### Saved entries
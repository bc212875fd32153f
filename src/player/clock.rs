use std::time::{Duration, Instant};

/// Time source for auto-advance deadlines.
pub trait Clock {
    fn now(&self) -> Instant;
}

#[derive(Debug, Default, Clone, Copy)]
pub struct SystemClock;

impl Clock for SystemClock {
    fn now(&self) -> Instant {
        Instant::now()
    }
}

/// A scheduled "track finished" event.
#[derive(Debug, Clone, Copy, PartialEq, Eq)]
pub struct AutoAdvance {
    pub scheduled_at: Instant,
    /// Remaining track time when it was scheduled.
    pub delay: Duration,
}

impl AutoAdvance {
    pub fn new(scheduled_at: Instant, delay: Duration) -> Self {
        Self {
            scheduled_at,
            delay,
        }
    }

    pub fn due_at(&self) -> Instant {
        self.scheduled_at + self.delay
    }

    pub fn is_due(&self, now: Instant) -> bool {
        now >= self.due_at()
    }
}
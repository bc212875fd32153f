use std::time::Duration;

use crossterm::event::{self, Event, KeyCode, KeyEvent, KeyEventKind, KeyModifiers};
use ratatui::{Terminal, backend::CrosstermBackend};
use tracing::warn;

use crate::audio::RodioOutput;
use crate::config;
use crate::error::PlayerError;
use crate::player::{AudioOutput, Clock, PlaybackController};
use crate::ui::{self, Widgets};

/// State carried across loop iterations.
#[derive(Debug, Default)]
pub struct EventLoopState {
    /// Last error shown in the status box; cleared by the next successful action.
    pub status: Option<String>,
}

/// What a key press asks the player to do.
#[derive(Debug, Copy, Clone, PartialEq, Eq)]
pub enum Action {
    PlayPause,
    Next,
    Previous,
    Shuffle,
    Quit,
}

pub fn action_for(key: KeyEvent) -> Option<Action> {
    if key.modifiers.contains(KeyModifiers::CONTROL) {
        return matches!(key.code, KeyCode::Char('c')).then_some(Action::Quit);
    }
    match key.code {
        KeyCode::Char(' ') | KeyCode::Char('p') => Some(Action::PlayPause),
        KeyCode::Char('l') | KeyCode::Char('n') | KeyCode::Right => Some(Action::Next),
        KeyCode::Char('h') | KeyCode::Char('b') | KeyCode::Left => Some(Action::Previous),
        KeyCode::Char('s') => Some(Action::Shuffle),
        KeyCode::Char('q') | KeyCode::Esc => Some(Action::Quit),
        _ => None,
    }
}

/// Apply a non-quit action to the controller.
pub fn apply<O: AudioOutput, C: Clock>(
    action: Action,
    player: &mut PlaybackController<O, C>,
) -> Result<(), PlayerError> {
    match action {
        Action::PlayPause => player.toggle_play_pause().map(|_| ()),
        Action::Next => player.next().map(|_| ()),
        Action::Previous => player.previous().map(|_| ()),
        Action::Shuffle => {
            player.toggle_shuffle();
            Ok(())
        }
        Action::Quit => Ok(()),
    }
}

fn record(result: Result<(), PlayerError>, state: &mut EventLoopState) {
    match result {
        Ok(()) => state.status = None,
        Err(e) => {
            warn!(error = %e, "player command failed");
            state.status = Some(e.to_string());
        }
    }
}

/// Main terminal loop: fires auto-advance, draws, handles input.
/// Returns `Ok(())` when the user quits.
pub fn run(
    terminal: &mut Terminal<CrosstermBackend<std::io::Stdout>>,
    settings: &config::Settings,
    player: &mut PlaybackController<RodioOutput>,
    widgets: &Widgets,
    state: &mut EventLoopState,
) -> Result<(), Box<dyn std::error::Error>> {
    loop {
        if let Err(e) = player.tick() {
            record(Err(e), state);
        }

        terminal.draw(|f| ui::draw(f, player, widgets, &settings.ui, state.status.as_deref()))?;

        if !event::poll(Duration::from_millis(50))? {
            continue;
        }
        let Event::Key(key) = event::read()? else {
            continue;
        };
        if key.kind != KeyEventKind::Press {
            continue;
        }

        match action_for(key) {
            Some(Action::Quit) => {
                player
                    .output_mut()
                    .fade_out(Duration::from_millis(settings.audio.quit_fade_out_ms));
                return Ok(());
            }
            Some(action) => record(apply(action, player), state),
            None => {}
        }
    }
}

### Task details
Emit an exact copy of the lines spanning the start of the records to the line containing "#[derive(Debug, Clone, Copy, PartialEq, Eq)]", inclusive, and no other output.

### Answer to this problem
repository bc212875fd32153f
filename src/player/clock.rs
use std::time::{Duration, Instant};

/// Time source for auto-advance deadlines.
pub trait Clock {
    fn now(&self) -> Instant;
}

#[derive(Debug, Default, Clone, Copy)]
pub struct SystemClock;

impl Clock for SystemClock {
    fn now(&self) -> Instant {
        Instant::now()
    }
}

/// A scheduled "track finished" event.
#[derive(Debug, Clone, Copy, PartialEq, Eq)]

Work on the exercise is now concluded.